» **TASK DESCRIPTION**
From the listing below, pull out the lines that hold "Information".

━━━━━━━━━━━━━━━━

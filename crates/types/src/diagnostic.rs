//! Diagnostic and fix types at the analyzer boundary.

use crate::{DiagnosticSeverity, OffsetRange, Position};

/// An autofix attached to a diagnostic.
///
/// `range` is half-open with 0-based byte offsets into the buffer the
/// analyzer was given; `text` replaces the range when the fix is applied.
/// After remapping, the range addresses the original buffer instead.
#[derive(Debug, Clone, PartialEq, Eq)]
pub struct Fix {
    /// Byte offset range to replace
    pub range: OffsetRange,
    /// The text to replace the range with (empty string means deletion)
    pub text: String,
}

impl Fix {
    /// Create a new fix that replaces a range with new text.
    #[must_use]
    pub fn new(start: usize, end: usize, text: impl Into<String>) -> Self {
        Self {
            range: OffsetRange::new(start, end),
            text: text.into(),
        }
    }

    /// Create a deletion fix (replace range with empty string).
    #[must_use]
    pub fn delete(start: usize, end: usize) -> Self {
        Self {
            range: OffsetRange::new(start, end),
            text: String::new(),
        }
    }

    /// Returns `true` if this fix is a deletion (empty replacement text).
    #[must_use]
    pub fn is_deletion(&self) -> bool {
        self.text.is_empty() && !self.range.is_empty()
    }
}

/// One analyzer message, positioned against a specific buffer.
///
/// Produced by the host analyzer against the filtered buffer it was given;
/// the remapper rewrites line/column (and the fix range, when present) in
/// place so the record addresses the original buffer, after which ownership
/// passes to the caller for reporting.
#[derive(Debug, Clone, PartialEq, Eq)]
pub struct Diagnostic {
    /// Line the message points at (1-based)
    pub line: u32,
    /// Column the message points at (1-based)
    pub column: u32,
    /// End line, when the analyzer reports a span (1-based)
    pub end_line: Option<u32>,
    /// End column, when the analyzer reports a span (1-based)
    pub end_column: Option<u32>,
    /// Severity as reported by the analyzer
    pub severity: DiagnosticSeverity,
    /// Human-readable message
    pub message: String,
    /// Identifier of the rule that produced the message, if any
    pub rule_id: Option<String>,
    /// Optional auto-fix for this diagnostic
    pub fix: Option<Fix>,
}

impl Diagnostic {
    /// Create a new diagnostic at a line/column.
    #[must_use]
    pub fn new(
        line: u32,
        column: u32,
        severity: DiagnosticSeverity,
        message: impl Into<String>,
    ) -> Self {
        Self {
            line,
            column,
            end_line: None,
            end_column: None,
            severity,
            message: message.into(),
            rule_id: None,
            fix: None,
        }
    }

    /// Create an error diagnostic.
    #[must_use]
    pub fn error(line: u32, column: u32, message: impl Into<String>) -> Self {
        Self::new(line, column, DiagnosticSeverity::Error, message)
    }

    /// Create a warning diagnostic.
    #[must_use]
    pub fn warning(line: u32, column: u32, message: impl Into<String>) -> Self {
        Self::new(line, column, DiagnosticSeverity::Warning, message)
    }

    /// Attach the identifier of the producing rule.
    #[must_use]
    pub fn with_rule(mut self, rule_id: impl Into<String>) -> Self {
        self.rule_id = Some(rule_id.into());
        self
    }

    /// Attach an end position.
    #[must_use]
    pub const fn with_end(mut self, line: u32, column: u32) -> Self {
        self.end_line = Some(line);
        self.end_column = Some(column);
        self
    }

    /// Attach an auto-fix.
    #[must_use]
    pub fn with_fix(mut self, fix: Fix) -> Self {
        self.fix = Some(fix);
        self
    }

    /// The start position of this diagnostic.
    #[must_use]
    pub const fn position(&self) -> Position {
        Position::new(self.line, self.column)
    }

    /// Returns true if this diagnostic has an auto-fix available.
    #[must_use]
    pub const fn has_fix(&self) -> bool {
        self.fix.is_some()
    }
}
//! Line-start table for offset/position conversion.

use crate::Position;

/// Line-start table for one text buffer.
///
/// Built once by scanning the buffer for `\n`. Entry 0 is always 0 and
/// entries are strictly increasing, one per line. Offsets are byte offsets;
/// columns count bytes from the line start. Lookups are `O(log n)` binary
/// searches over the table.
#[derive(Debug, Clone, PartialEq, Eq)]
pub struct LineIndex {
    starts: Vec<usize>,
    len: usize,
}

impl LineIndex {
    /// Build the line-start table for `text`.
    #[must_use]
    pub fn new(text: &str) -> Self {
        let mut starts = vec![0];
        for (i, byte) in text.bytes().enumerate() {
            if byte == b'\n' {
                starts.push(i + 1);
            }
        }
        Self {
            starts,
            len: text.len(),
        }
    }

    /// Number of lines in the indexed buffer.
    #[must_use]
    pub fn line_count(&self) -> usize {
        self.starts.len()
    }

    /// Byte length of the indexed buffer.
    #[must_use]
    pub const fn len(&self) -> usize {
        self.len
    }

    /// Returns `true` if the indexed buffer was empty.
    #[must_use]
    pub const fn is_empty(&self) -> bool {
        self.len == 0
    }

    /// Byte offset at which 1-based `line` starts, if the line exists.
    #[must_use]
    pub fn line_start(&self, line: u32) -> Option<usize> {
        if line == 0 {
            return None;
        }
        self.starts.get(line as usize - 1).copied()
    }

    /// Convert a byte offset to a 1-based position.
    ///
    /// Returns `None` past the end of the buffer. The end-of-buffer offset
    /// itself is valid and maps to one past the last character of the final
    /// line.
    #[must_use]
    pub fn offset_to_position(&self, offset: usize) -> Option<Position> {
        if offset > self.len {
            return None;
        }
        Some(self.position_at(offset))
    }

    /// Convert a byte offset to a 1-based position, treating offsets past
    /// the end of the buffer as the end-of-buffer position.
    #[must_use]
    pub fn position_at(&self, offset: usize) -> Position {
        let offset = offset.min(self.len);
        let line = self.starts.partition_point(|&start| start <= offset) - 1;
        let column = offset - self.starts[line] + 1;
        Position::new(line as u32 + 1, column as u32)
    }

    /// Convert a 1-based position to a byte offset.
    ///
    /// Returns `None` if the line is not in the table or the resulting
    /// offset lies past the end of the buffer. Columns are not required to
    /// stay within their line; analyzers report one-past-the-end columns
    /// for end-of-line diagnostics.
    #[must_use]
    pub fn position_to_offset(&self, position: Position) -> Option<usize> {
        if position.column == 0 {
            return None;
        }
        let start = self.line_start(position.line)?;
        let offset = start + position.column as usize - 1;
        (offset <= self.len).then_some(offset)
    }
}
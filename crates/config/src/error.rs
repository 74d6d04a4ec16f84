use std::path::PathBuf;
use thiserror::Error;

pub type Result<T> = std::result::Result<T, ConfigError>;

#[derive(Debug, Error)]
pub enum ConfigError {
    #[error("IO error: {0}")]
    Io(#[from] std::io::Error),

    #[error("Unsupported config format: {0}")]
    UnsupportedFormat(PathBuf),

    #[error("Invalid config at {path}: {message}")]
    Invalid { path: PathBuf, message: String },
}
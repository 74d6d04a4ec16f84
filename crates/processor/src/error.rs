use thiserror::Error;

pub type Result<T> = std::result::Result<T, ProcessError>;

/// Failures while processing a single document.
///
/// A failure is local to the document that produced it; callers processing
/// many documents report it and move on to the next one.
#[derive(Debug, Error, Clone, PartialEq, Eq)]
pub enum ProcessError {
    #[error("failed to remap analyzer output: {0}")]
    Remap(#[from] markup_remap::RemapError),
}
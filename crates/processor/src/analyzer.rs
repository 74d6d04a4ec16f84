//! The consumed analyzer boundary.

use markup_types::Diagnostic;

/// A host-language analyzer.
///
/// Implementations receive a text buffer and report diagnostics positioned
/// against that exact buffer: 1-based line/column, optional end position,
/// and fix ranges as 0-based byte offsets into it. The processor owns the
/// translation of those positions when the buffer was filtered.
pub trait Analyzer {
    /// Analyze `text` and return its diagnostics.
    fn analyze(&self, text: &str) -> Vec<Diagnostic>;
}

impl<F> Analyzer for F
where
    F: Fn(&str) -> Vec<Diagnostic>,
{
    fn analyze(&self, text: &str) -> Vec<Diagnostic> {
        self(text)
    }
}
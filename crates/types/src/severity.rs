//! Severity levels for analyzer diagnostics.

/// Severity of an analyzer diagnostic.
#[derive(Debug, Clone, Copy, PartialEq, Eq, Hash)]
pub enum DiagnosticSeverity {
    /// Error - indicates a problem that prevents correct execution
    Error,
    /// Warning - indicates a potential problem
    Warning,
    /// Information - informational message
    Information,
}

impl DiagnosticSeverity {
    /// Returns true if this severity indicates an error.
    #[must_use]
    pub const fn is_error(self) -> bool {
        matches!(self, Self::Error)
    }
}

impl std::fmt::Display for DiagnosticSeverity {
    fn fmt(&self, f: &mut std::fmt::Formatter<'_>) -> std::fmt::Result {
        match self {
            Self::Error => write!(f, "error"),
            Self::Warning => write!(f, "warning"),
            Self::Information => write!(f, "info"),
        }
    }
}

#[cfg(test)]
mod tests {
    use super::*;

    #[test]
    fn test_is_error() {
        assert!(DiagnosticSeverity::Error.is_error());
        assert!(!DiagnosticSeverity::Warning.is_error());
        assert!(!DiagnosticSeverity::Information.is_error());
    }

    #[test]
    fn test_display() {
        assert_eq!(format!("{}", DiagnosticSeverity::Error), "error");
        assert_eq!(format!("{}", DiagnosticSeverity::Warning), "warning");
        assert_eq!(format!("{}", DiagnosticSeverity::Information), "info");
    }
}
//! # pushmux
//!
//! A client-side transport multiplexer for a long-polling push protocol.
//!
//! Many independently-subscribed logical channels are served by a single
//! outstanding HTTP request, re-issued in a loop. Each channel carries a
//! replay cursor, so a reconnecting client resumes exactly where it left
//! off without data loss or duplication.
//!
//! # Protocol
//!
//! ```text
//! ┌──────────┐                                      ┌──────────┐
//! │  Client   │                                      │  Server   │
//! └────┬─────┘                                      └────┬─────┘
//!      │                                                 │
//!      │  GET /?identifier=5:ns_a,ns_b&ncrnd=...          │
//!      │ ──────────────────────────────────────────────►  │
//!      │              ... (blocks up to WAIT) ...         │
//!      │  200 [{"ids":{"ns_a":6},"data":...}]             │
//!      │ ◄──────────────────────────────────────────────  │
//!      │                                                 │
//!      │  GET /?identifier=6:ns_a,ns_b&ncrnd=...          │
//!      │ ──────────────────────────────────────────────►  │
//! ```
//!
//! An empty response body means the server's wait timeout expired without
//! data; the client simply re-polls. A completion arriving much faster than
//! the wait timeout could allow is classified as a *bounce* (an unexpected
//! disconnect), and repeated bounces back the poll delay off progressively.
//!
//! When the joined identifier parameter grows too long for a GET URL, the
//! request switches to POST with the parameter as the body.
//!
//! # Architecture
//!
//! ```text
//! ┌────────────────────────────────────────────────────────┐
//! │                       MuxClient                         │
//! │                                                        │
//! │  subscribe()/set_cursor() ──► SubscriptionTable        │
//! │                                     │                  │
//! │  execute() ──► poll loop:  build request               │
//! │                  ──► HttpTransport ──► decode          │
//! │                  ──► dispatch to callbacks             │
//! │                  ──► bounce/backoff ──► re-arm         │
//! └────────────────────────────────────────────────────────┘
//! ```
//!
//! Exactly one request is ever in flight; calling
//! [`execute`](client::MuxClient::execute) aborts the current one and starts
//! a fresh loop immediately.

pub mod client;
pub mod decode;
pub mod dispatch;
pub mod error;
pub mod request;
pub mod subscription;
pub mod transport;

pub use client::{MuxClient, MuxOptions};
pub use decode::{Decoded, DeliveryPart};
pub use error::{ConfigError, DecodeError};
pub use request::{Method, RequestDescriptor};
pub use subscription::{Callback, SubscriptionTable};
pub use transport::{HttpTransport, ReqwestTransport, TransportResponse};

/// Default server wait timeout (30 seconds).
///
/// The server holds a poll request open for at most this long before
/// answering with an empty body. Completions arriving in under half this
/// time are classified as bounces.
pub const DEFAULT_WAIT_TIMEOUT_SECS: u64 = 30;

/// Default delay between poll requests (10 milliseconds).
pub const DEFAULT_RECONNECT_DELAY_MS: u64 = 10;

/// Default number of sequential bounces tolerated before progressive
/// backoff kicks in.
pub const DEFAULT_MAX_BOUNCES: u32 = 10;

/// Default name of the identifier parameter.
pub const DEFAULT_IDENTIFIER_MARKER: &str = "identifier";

━━━━━━━━━━━━━━━━

» **EXERCISE RESPONSE**
    /// Information - informational message
    Information,
            Self::Information => write!(f, "info"),
        assert!(!DiagnosticSeverity::Information.is_error());
        assert_eq!(format!("{}", DiagnosticSeverity::Information), "info");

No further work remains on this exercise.